►

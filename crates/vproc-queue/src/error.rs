//! Queue error types.

use thiserror::Error;

pub type QueueResult<T> = Result<T, QueueError>;

#[derive(Debug, Error)]
pub enum QueueError {
    #[error("Connection failed: {0}")]
    ConnectionFailed(String),

    #[error("Redis error: {0}")]
    Redis(#[from] redis::RedisError),

    #[error("JSON error: {0}")]
    Json(#[from] serde_json::Error),
}

impl QueueError {
    pub fn connection_failed(msg: impl Into<String>) -> Self {
        Self::ConnectionFailed(msg.into())
    }
}
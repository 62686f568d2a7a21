//! Per-job progress forwarding.
//!
//! Every [`ProgressSink`] of a job feeds one channel. A single task drains
//! it and writes `Processing` status updates, so writes for a job never
//! race each other and the stored percentage never goes down.

use std::sync::Arc;
use std::time::{Duration, Instant};

use tokio::sync::mpsc;
use tokio::task::JoinHandle;
use tracing::warn;

use vproc_firestore::StatusRepository;
use vproc_media::ProgressSink;
use vproc_models::{ProcessingStatus, VideoId};

/// Minimum spacing of intermediate writes. Multiples of ten always go out.
const MIN_WRITE_INTERVAL: Duration = Duration::from_secs(1);

/// Owns the forwarding task for one job attempt.
pub struct ProgressTracker {
    sink: ProgressSink,
    task: JoinHandle<u32>,
}

impl ProgressTracker {
    /// Start forwarding. `initial` is the percentage already stored.
    pub fn start(status: Arc<dyn StatusRepository>, video_id: VideoId, initial: u32) -> Self {
        let (tx, rx) = mpsc::unbounded_channel();
        let task = tokio::spawn(forward(status, video_id, initial, rx));
        Self {
            sink: ProgressSink::new(tx),
            task,
        }
    }

    /// The job's root sink (0-100).
    pub fn sink(&self) -> &ProgressSink {
        &self.sink
    }

    /// Stop accepting updates and wait until queued writes are done.
    ///
    /// Sub-sinks cloned from [`sink`](Self::sink) must be dropped first.
    /// Returns the last percentage written.
    pub async fn finish(self) -> u32 {
        let Self { sink, task } = self;
        drop(sink);
        task.await.unwrap_or_default()
    }
}

async fn forward(
    status: Arc<dyn StatusRepository>,
    video_id: VideoId,
    initial: u32,
    mut rx: mpsc::UnboundedReceiver<f64>,
) -> u32 {
    let mut written = initial;
    let mut last_write = Instant::now();

    while let Some(value) = rx.recv().await {
        let percent = value.clamp(0.0, 100.0).floor() as u32;
        if percent <= written {
            continue;
        }
        let milestone = percent % 10 == 0;
        if !milestone && last_write.elapsed() < MIN_WRITE_INTERVAL {
            continue;
        }

        match status
            .set_status(&video_id, ProcessingStatus::Processing, percent, None)
            .await
        {
            Ok(()) => {
                written = percent;
                last_write = Instant::now();
            }
            Err(e) => warn!(video_id = %video_id, progress = percent, error = %e, "Progress update failed"),
        }
    }

    written
}
/// Number of stderr lines kept for error reports.
const STDERR_TAIL_LINES: usize = 20;

/// Builder for FFmpeg commands.
#[derive(Debug, Clone)]
pub struct FfmpegCommand {
    /// Input file path
    input: PathBuf,
    /// Output file path
    output: PathBuf,
    /// Input arguments (before -i)
    input_args: Vec<String>,
    /// Output arguments (after -i)
    output_args: Vec<String>,
    /// Whether to overwrite output
    overwrite: bool,
}

impl FfmpegCommand {
    /// Create a new FFmpeg command.
    pub fn new(input: impl AsRef<Path>, output: impl AsRef<Path>) -> Self {
        Self {
            input: input.as_ref().to_path_buf(),
            output: output.as_ref().to_path_buf(),
            input_args: Vec::new(),
            output_args: Vec::new(),
            overwrite: true,
        }
    }

    /// Add input arguments (before -i).
    pub fn input_arg(mut self, arg: impl Into<String>) -> Self {
        self.input_args.push(arg.into());
        self
    }

    /// Add output arguments (after -i).
    pub fn output_arg(mut self, arg: impl Into<String>) -> Self {
        self.output_args.push(arg.into());
        self
    }

    /// Add multiple output arguments.
    pub fn output_args<I, S>(mut self, args: I) -> Self
    where
        I: IntoIterator<Item = S>,
        S: Into<String>,
    {
        self.output_args.extend(args.into_iter().map(Into::into));
        self
    }

    /// Seek before decoding (fast, keyframe accurate enough for stills).
    pub fn seek(self, seconds: f64) -> Self {
        self.input_arg("-ss").input_arg(format!("{:.3}", seconds))
    }

    /// Set video filter.
    pub fn video_filter(self, filter: impl Into<String>) -> Self {
        self.output_arg("-vf").output_arg(filter)
    }

    /// Scale to exact dimensions.
    pub fn scale(self, width: u32, height: u32) -> Self {
        self.video_filter(format!("scale={}:{}", width, height))
    }

    /// Set video codec.
    pub fn video_codec(self, codec: impl Into<String>) -> Self {
        self.output_arg("-c:v").output_arg(codec)
    }

    /// Set audio codec.
    pub fn audio_codec(self, codec: impl Into<String>) -> Self {
        self.output_arg("-c:a").output_arg(codec)
    }

    /// Set preset.
    pub fn preset(self, preset: impl Into<String>) -> Self {
        self.output_arg("-preset").output_arg(preset)
    }

    /// Target video bitrate, capped with a matching rate-control buffer.
    pub fn video_bitrate_kbps(self, kbps: u32) -> Self {
        self.output_arg("-b:v")
            .output_arg(format!("{}k", kbps))
            .output_arg("-maxrate")
            .output_arg(format!("{}k", kbps))
            .output_arg("-bufsize")
            .output_arg(format!("{}k", kbps.saturating_mul(2)))
    }

    /// Set audio bitrate.
    pub fn audio_bitrate(self, bitrate: impl Into<String>) -> Self {
        self.output_arg("-b:a").output_arg(bitrate)
    }

    /// Extract single frame.
    pub fn single_frame(self) -> Self {
        self.output_arg("-frames:v").output_arg("1")
    }

    pub fn output_path(&self) -> &Path {
        &self.output
    }

    /// Build the command arguments.
    pub fn build_args(&self) -> Vec<String> {
        let mut args = Vec::new();

        if self.overwrite {
            args.push("-y".to_string());
        }

        args.push("-nostdin".to_string());
        args.push("-v".to_string());
        args.push("error".to_string());

        // Progress output to stderr
        args.push("-progress".to_string());
        args.push("pipe:2".to_string());

        args.extend(self.input_args.iter().cloned());

        args.push("-i".to_string());
        args.push(self.input.to_string_lossy().to_string());

        args.extend(self.output_args.iter().cloned());

        args.push(self.output.to_string_lossy().to_string());

        args
    }
}

enum WaitOutcome {
    Exited(std::io::Result<ExitStatus>),
    Cancelled,
    TimedOut,
}

/// Runner for FFmpeg commands with progress tracking and cancellation.
#[derive(Debug, Clone)]
pub struct FfmpegRunner {
    /// FFmpeg binary
    ffmpeg_path: PathBuf,
    /// Cancellation signal receiver
    cancel_rx: Option<watch::Receiver<bool>>,
    /// Wall-clock limit for one invocation
    timeout: Option<Duration>,
}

◄

The lines from the start of the entries above through the line containing "Per-job progress forwarding." are the ones to return, please; copy them exactly and include both ends.

filename crates/vproc-queue/src/error.rs
//! Queue error types.

use thiserror::Error;

pub type QueueResult<T> = Result<T, QueueError>;

#[derive(Debug, Error)]
pub enum QueueError {
    #[error("Connection failed: {0}")]
    ConnectionFailed(String),

    #[error("Redis error: {0}")]
    Redis(#[from] redis::RedisError),

    #[error("JSON error: {0}")]
    Json(#[from] serde_json::Error),
}

impl QueueError {
    pub fn connection_failed(msg: impl Into<String>) -> Self {
        Self::ConnectionFailed(msg.into())
    }
}
repository 62686f568d2a7a21
//! Per-job progress forwarding.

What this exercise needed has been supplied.